This is how Frank Drum recalls the eventful summer of 1961. Frank, a young boy of thirteen growing up in New Bremen, Minnesota with his Juilliard-bound older sister Ariel, younger brother Jake , his WW2 veteran father who is a Minister and artistically inclined mother who shares her love and talent for music with her daughter. When the body of a young boy they know is found on the railroad tracks the whole town is left in shock, with speculation about the nature of his death. Subsequent deaths, some closer to home than others, result in suspicion and finger pointing among the townspeople with hidden secrets and not-so-hidden bias coming to the surface. What follows is a chain of events that not only impacts the lives of Frank and his near and dear ones but also his perceptions of life and death, family, society, his faith and the world in general.

“My father used to quote the Greek playwright Aeschylus. “He who learns must suffer. And even in our sleep pain, which cannot forget, falls drop by drop upon the heart, until, in our own despair, against our will, comes wisdom through the awful grace of God.”

William Kent Krueger’s Ordinary Grace is a beautifully penned, profoundly moving story with a wonderful cast of characters with elements of small town drama, coming of age experiences and mystery. With simple but elegant prose the author touches upon themes of death, discrimination, sexual orientation, grief and loss, PTSD, faith and of course, grace. The author’s vivid description of a small town and the townspeople enriches the narrative making it possible to almost visualize the events as they take place . This is a slow paced novel but I never felt my attention wavering. I have to commend the author’s ability to voice the emotions of both the adults and the children without coming across as jarring or out of place.

“That was it. That was all of it. A grace so ordinary there was no reason at all to remember it. Yet I have never across the forty years since it was spoken forgotten a single word.”

I was enamored with William Kent Krueger’s writing after reading This Tender Land which was one of my favorite books of 2021. Many of my reader friends recommended Ordinary Grace and I cannot thank them enough. ( )
  srms.reads | Sep 4, 2023 |
Summary: Two boys in a rural Minnesota town encounter a series of deaths, including one within their family, and discover something of the “awful grace of God.”
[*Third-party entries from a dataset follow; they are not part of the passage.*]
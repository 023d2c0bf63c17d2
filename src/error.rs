// src/error.rs
//! Error taxonomy shared by every stage of the bot.

use thiserror::Error;

#[derive(Debug, Error)]
pub enum BotError {
    /// Feed, search, inference, image or publish call failed on the wire.
    #[error("network error ({context}): {message}")]
    Network { context: &'static str, message: String },

    /// Inference reply is missing the fields or sections we asked for.
    #[error("malformed response: {0}")]
    MalformedResponse(String),

    /// Ledger read or write failed.
    #[error("persistence error: {0}")]
    Persistence(#[from] std::io::Error),

    /// Missing credentials or invalid configuration; fatal at startup.
    #[error("config error: {0}")]
    Config(String),

    #[error("inference gate not acquired within {0:?}")]
    GateTimeout(std::time::Duration),

    #[error("selection index {index} out of range (1..={available})")]
    Selection { index: usize, available: usize },
}

impl BotError {
    pub fn network(context: &'static str, err: impl std::fmt::Display) -> Self {
        Self::Network {
            context,
            message: err.to_string(),
        }
    }

    pub fn malformed(msg: impl Into<String>) -> Self {
        Self::MalformedResponse(msg.into())
    }

    /// Short label for logs and metrics.
    pub fn kind(&self) -> &'static str {
        match self {
            BotError::Network { .. } => "network",
            BotError::MalformedResponse(_) => "malformed_response",
            BotError::Persistence(_) => "persistence",
            BotError::Config(_) => "config",
            BotError::GateTimeout(_) => "gate_timeout",
            BotError::Selection { .. } => "selection",
        }
    }
}

pub type Result<T> = std::result::Result<T, BotError>;
// src/api.rs
//! HTTP trigger: `GET /` performs one pipeline run.

use std::sync::Arc;

use axum::{extract::State, http::StatusCode, routing::get, Json, Router};
use serde::Serialize;
use tokio::sync::Mutex;

use crate::metrics::Metrics;
use crate::pipeline::{PublishPipeline, RunOutcome, SelectionPolicy, Stage};

#[derive(Clone)]
pub struct AppState {
    /// Runs are serialized; a second trigger waits for the first to finish.
    pipeline: Arc<Mutex<PublishPipeline>>,
    policy: SelectionPolicy,
}

impl AppState {
    pub fn new(pipeline: PublishPipeline, policy: SelectionPolicy) -> Self {
        Self {
            pipeline: Arc::new(Mutex::new(pipeline)),
            policy,
        }
    }
}

#[derive(Debug, Serialize)]
pub struct RunResponse {
    pub status: &'static str,
    pub outcome: &'static str,
    #[serde(skip_serializing_if = "Option::is_none")]
    pub link: Option<String>,
    #[serde(skip_serializing_if = "Option::is_none")]
    pub stage: Option<Stage>,
    #[serde(skip_serializing_if = "Option::is_none")]
    pub error: Option<String>,
}

impl From<&RunOutcome> for RunResponse {
    fn from(outcome: &RunOutcome) -> Self {
        let (status, stage, error) = match outcome {
            RunOutcome::Aborted { stage, error } => {
                ("error", Some(*stage), Some(error.to_string()))
            }
            RunOutcome::Completed(_) => ("ok", None, None),
        };
        Self {
            status,
            outcome: outcome.label(),
            link: outcome.published_link().map(str::to_string),
            stage,
            error,
        }
    }
}

pub fn create_router(state: AppState, metrics: &Metrics) -> Router {
    Router::new()
        .route("/", get(trigger_run))
        .route("/health", get(|| async { "ok" }))
        .with_state(state)
        .merge(metrics.router())
}

async fn trigger_run(State(state): State<AppState>) -> (StatusCode, Json<RunResponse>) {
    let mut pipeline = state.pipeline.lock().await;
    let outcome = pipeline.run(state.policy).await;
    let code = match outcome {
        RunOutcome::Completed(_) => StatusCode::OK,
        RunOutcome::Aborted { .. } => StatusCode::BAD_GATEWAY,
    };
    (code, Json(RunResponse::from(&outcome)))
}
The writing of William Kent Krueger has been my discovery of this summer. How grateful I am for the person who recommended his work to me! Ordinary Grace is a standalone novel set in a rural Minnesota town in 1961. The story centers around Frank Drum, the narrator, and his younger brother, Jake. Jake stutters, and is often silent, but also always seeing and often insightful. Their father is a pastor, responsible for a three church charge. Their mother is a musician, once in love with the town’s music professor, Emil Brandt, who had returned from war blinded, physically and emotionally damaged, who lives with his sister Lise, a deaf spinster attached to Emil and to her garden. Instead, Ruth Drum ended up marrying Nathan Drum when he was ambitious to become a lawyer. War changed all that, a survivor of too many battles, having lost too many men, hearing a call from God amid the loss. Ruth tried to make the best of what she had not expected, living the life of a pastor’s life instead of being the spouse of an up and coming lawyer. Nathan came back with one of those he did not lose, Gus, who loves drink too much, gets into fights, lives in the church basement, getting by on odd jobs about the town. Surprisingly, Gus is a confidant of Nathan who he calls “Captain” and often advisor to the boys.
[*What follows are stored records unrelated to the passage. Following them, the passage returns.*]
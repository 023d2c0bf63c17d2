// src/lib.rs
// Public library surface for the binary and integration tests.

pub mod api;
pub mod bootstrap;
pub mod chat;
pub mod config;
pub mod error;
pub mod feed;
pub mod illustrate;
pub mod inference;
pub mod keywords;
pub mod ledger;
pub mod metrics;
pub mod pipeline;
pub mod publish;
pub mod summarize;

pub use crate::api::create_router;
pub use crate::error::{BotError, Result};
pub use crate::pipeline::{Completion, PublishPipeline, RunOutcome, SelectionPolicy, Stage};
The other person in this circle is Ariel, the Drum’s daughter, just graduated from high school, a gifted singer and composer, headed to Juilliard, representing the unfulfilled dreams of her mother. She is dating Karl Brandt, nephew to Emil and son of the wealthy brewing family who live in a mansion at the top of the hill and drives a sporty convertible. At one point, Frank spots her slipping out in the middle of the night, returning before morning. Shortly after, she begins to reconsider her Juilliard plans.
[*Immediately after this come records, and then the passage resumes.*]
// src/keywords.rs
//! Keyword extraction for image prompts.
//!
//! Two strategies feed a [`CompositeExtractor`]:
//! - [`GazetteerMatcher`]: known people and brands found in the text (word-boundary, case-insensitive)
//! - [`LlmConcepts`]: free concepts asked from the language model
//!
//! The composite merges their output (entities first), drops case-insensitive duplicates while
//! keeping first-seen order, truncates to `k_max` and pads up to `k_min`.

use std::collections::HashSet;
use std::sync::Arc;

use async_trait::async_trait;
use once_cell::sync::Lazy;
use regex::Regex;

use crate::config::gazetteer::Gazetteer;
use crate::inference::DynInference;

/// Extra padding tokens used once the configured filler is taken.
const PADDING: &[&str] = &["tecnología", "innovación", "futuro", "datos"];

const STYLE_SUFFIX: &str = "stylized, highly detailed, concept art, without text.";

#[async_trait]
pub trait KeywordExtractor: Send + Sync {
    /// Candidate keywords in priority order. Never fails; an unusable source yields nothing.
    async fn extract(&self, text: &str) -> Vec<String>;
    fn name(&self) -> &'static str;
}

/// Matches gazetteer entries against the text.
pub struct GazetteerMatcher {
    patterns: Vec<(String, Regex)>,
}

impl GazetteerMatcher {
    pub fn new(gazetteer: &Gazetteer) -> Self {
        let patterns = gazetteer
            .entries()
            .filter_map(|name| {
                Regex::new(&format!(r"(?i)(?:^|\W){}(?:\W|$)", regex::escape(name)))
                    .ok()
                    .map(|re| (name.to_string(), re))
            })
            .collect();
        Self { patterns }
    }

    /// Entities ordered by where they first appear in `text`.
    pub fn find(&self, text: &str) -> Vec<String> {
        let mut hits: Vec<(usize, &str)> = self
            .patterns
            .iter()
            .filter_map(|(name, re)| re.find(text).map(|m| (m.start(), name.as_str())))
            .collect();
        hits.sort_by_key(|(pos, _)| *pos);
        hits.into_iter().map(|(_, n)| n.to_string()).collect()
    }
}

#[async_trait]
impl KeywordExtractor for GazetteerMatcher {
    async fn extract(&self, text: &str) -> Vec<String> {
        self.find(text)
    }

    fn name(&self) -> &'static str {
        "gazetteer"
    }
}

/// Asks the model for `count` comma-separated keywords.
pub struct LlmConcepts {
    client: DynInference,
    count: usize,
}

impl LlmConcepts {
    pub fn new(client: DynInference, count: usize) -> Self {
        Self {
            client,
            count: count.max(1),
        }
    }

    fn prompt(&self, text: &str) -> String {
        format!(
            "Extrae exactamente {n} palabras clave separadas por comas del siguiente texto. \
             Responde solo con las {n} palabras clave, sin numeración ni explicaciones.\n\n\
             Texto:\n{text}",
            n = self.count
        )
    }
}

#[async_trait]
impl KeywordExtractor for LlmConcepts {
    async fn extract(&self, text: &str) -> Vec<String> {
        match self.client.complete(&self.prompt(text)).await {
            Ok(reply) => clean_llm_keywords(&reply),
            Err(e) => {
                tracing::warn!(error = %e, "keyword extraction failed; using entities only");
                Vec::new()
            }
        }
    }

    fn name(&self) -> &'static str {
        "llm"
    }
}

/// Split a model reply into keywords. Numbering, bullets, quotes and heading lines are dropped.
pub fn clean_llm_keywords(reply: &str) -> Vec<String> {
    static RE_PREFIX: Lazy<Regex> =
        Lazy::new(|| Regex::new(r"^\s*(?:\d+\s*[\.\)\-:]|[-*•·])\s*").expect("prefix regex"));
    static RE_HEADING: Lazy<Regex> = Lazy::new(|| {
        Regex::new(r"(?i)^\s*(?:palabras\s+clave|keywords|aquí|here)\b[^:]*:\s*")
            .expect("heading regex")
    });

    reply
        .lines()
        .map(|line| RE_HEADING.replace(line, "").into_owned())
        .filter(|line| !line.trim_end().ends_with(':'))
        .flat_map(|line| {
            line.split([',', ';'])
                .map(str::to_string)
                .collect::<Vec<_>>()
        })
        .map(|kw| {
            RE_PREFIX
                .replace(&kw, "")
                .trim()
                .trim_matches(|c: char| matches!(c, '"' | '\'' | '*' | '“' | '”' | '.' | '`'))
                .trim()
                .to_string()
        })
        .filter(|kw| !kw.is_empty() && !kw.ends_with(':') && kw.split_whitespace().count() <= 4)
        .collect()
}

/// Deduplicate (case-insensitive, first seen wins), truncate to `k_max`, pad to `k_min`.
pub fn finalize_keywords(
    candidates: impl IntoIterator<Item = String>,
    k_min: usize,
    k_max: usize,
    filler: &str,
) -> Vec<String> {
    let k_min = k_min.min(k_max);
    let mut seen = HashSet::new();
    let mut out: Vec<String> = candidates
        .into_iter()
        .map(|c| c.trim().to_string())
        .filter(|c| !c.is_empty() && seen.insert(c.to_lowercase()))
        .take(k_max)
        .collect();

    let mut extra = 2usize;
    let mut pads = std::iter::once(filler.to_string())
        .chain(PADDING.iter().map(|s| s.to_string()))
        .chain(std::iter::from_fn(|| {
            let next = format!("{filler} {extra}");
            extra += 1;
            Some(next)
        }));
    while out.len() < k_min {
        let Some(pad) = pads.next() else { break };
        if seen.insert(pad.to_lowercase()) {
            out.push(pad);
        }
    }
    out
}

/// Runs several extractors in order and applies the keyword policy to their combined output.
pub struct CompositeExtractor {
    strategies: Vec<Arc<dyn KeywordExtractor>>,
    k_min: usize,
    k_max: usize,
    filler: String,
}

impl CompositeExtractor {
    pub fn new(k_max: usize, filler: impl Into<String>) -> Self {
        Self {
            strategies: Vec::new(),
            k_min: k_max,
            k_max,
            filler: filler.into(),
        }
    }

    pub fn with_min(mut self, k_min: usize) -> Self {
        self.k_min = k_min;
        self
    }

    pub fn with(mut self, strategy: Arc<dyn KeywordExtractor>) -> Self {
        self.strategies.push(strategy);
        self
    }

    /// Gazetteer entities first, then model concepts.
    pub fn standard(
        gazetteer: &Gazetteer,
        client: DynInference,
        k_max: usize,
        filler: &str,
    ) -> Self {
        Self::new(k_max, filler)
            .with(Arc::new(GazetteerMatcher::new(gazetteer)))
            .with(Arc::new(LlmConcepts::new(client, k_max)))
    }

    pub async fn extract_keywords(&self, text: &str) -> Vec<String> {
        let mut candidates = Vec::new();
        for s in &self.strategies {
            let found = s.extract(text).await;
            tracing::debug!(strategy = s.name(), count = found.len(), "keywords");
            candidates.extend(found);
        }
        finalize_keywords(candidates, self.k_min, self.k_max, &self.filler)
    }
}

#[async_trait]
impl KeywordExtractor for CompositeExtractor {
    async fn extract(&self, text: &str) -> Vec<String> {
        self.extract_keywords(text).await
    }

    fn name(&self) -> &'static str {
        "composite"
    }
}

/// Image prompt: people go to "with", brands to "branding of", everything else to "themes of".
/// The first brand with a gazetteer visual adds that scene as "featuring".
pub fn build_image_prompt(keywords: &[String], gazetteer: &Gazetteer) -> String {
    let mut people = Vec::new();
    let mut brands = Vec::new();
    let mut themes = Vec::new();
    for kw in keywords {
        if gazetteer.is_person(kw) {
            people.push(kw.as_str());
        } else if gazetteer.is_brand(kw) {
            brands.push(kw.as_str());
        } else {
            themes.push(kw.as_str());
        }
    }
    if themes.is_empty() {
        themes.push("artificial intelligence");
    }

    let mut prompt = format!(
        "A cinematic digital painting featuring themes of {}",
        themes.join(", ")
    );
    if !people.is_empty() {
        prompt.push_str(&format!(", with {}", people.join(", ")));
    }
    if !brands.is_empty() {
        prompt.push_str(&format!(", and branding of {}", brands.join(", ")));
        if let Some(scene) = brands.iter().find_map(|b| gazetteer.visual(b)) {
            prompt.push_str(&format!(", featuring {scene}"));
        }
    }
    prompt.push_str(", ");
    prompt.push_str(STYLE_SUFFIX);
    prompt
}

#[cfg(test)]
mod tests {
    use super::*;
    use crate::inference::MockInference;

    fn s(v: &[&str]) -> Vec<String> {
        v.iter().map(|x| x.to_string()).collect()
    }

    #[test]
    fn finalize_dedups_and_truncates() {
        let raw = s(&["OpenAI", "agents", "openai", "AGENTS", "robots", "a", "b", "c"]);
        let out = finalize_keywords(raw, 5, 5, "IA");
        assert_eq!(out, s(&["OpenAI", "agents", "robots", "a", "b"]));
    }

    #[test]
    fn finalize_pads_with_distinct_tokens() {
        let out = finalize_keywords(s(&["ia"]), 5, 5, "IA");
        assert_eq!(out, s(&["ia", "tecnología", "innovación", "futuro", "datos"]));

        let out = finalize_keywords(Vec::new(), 7, 7, "IA");
        assert_eq!(out.len(), 7);
        assert_eq!(out[0], "IA");
        assert_eq!(out[6], "IA 3");
    }

    #[test]
    fn cleans_numbered_model_output() {
        let reply = "Palabras clave:\n1. \"agentes\"\n2. OpenAI\n3) *robótica*\n- visión artificial, datos.";
        assert_eq!(
            clean_llm_keywords(reply),
            s(&["agentes", "OpenAI", "robótica", "visión artificial", "datos"])
        );
    }

    #[test]
    fn gazetteer_matches_on_word_boundaries_in_text_order() {
        let g = Gazetteer::default();
        let m = GazetteerMatcher::new(&g);
        let hits = m.find("Sam Altman said OpenAI and nvidia will cooperate; Metaverse is unrelated.");
        assert_eq!(hits, s(&["Sam Altman", "OpenAI", "NVIDIA"]));
    }

    #[tokio::test]
    async fn composite_puts_entities_first() {
        let client: DynInference = Arc::new(MockInference {
            fixed: "agentes, OpenAI, robótica".into(),
        });
        let ex = CompositeExtractor::standard(&Gazetteer::default(), client, 5, "IA");
        let kws = ex.extract_keywords("OpenAI presenta nuevos agentes con Sam Altman").await;
        assert_eq!(kws, s(&["OpenAI", "Sam Altman", "agentes", "robótica", "IA"]));
    }

    #[test]
    fn prompt_routes_keywords_by_kind() {
        let g = Gazetteer::new(Gazetteer::default().people, Gazetteer::default().brands);
        let p = build_image_prompt(&s(&["Sam Altman", "OpenAI", "agentes"]), &g);
        assert_eq!(
            p,
            "A cinematic digital painting featuring themes of agentes, with Sam Altman, \
             and branding of OpenAI, stylized, highly detailed, concept art, without text."
        );
        let p = build_image_prompt(&[], &g);
        assert!(p.contains("themes of artificial intelligence"));
    }

    #[test]
    fn prompt_adds_the_first_brand_visual() {
        let g = Gazetteer::default();
        let p = build_image_prompt(&s(&["Suno", "OpenAI", "música"]), &g);
        assert!(p.contains("and branding of Suno, OpenAI, featuring a music-themed neon district"));
        assert_eq!(p.matches("featuring").count(), 2);
    }
}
The story spans a single summer, filled with a mixture of normal adventures, a scrap with Morris Engdahl, the town bully, at the quarry, where they get the best of him, and encounters with a mysterious Native American living in a shanty down by the river, Warren Redstone. It is also a story that progresses by a series of deaths to which Frank is a party–the first is Bobby Cole, a mentally challenged boy, struck by a train passing over a tressle near the town where Bobby was sitting. Then Frank spots the body of a mysterious stranger, an itinerant who had died. Redstone is nearby, but had nothing to do with the death.

The next death is the hardest. Ariel doesn’t come home after partying with friends following an event where a musical piece she wrote was performed. A desperate search follows but it is Frank who finds her spotting her body in the river. Engdahl, Redstone, and Emil all are suspects. For some mysterious reason Frank can’t explain, he lets Redstone escape when the authorities are in pursuit, probably saving his life.

The tragedy hits them all hard. Jake gives up on God. Ruth separates from Nathan, who represents the God with whom she is angry. The tragedy deepens with the results of the autopsy and the events that follow. The words of Aeschylus are used at one point, “the awful grace of God” and it is this Nathan wrestles with as he tries to grapple with this death and guide his broken family and flock. He says,

“‘I confess that I have cried out to God, ‘Why have you forsaken me?’…’When we feel abandoned, alone, and lost, what’s left to us? What do I have, what do you have, what do any of us have left except the overpowering temptation to rail against God and to blame him for the dark night into which he’s led us, to blame him for our misery, to blame him and cry out against him for not caring? What’s left to us when that which we love most has been taken?

‘I will tell you what is left, three profound blessings. In his first letter to the Corinthians, Saint Paul tells us exactly what they are: faith, hope, and love. These gifts, which are the foundation of eternity, God has given to us and he’s given us complete control over them. Even to the darkest night it’s still within our power to hold to faith. We can still embrace hope. And although we may ourselves feel unloved we can still stand steadfast in our love for others and for God. All this is in our control. God gave us these gifts and he does not take them back. It is we who choose to discard them."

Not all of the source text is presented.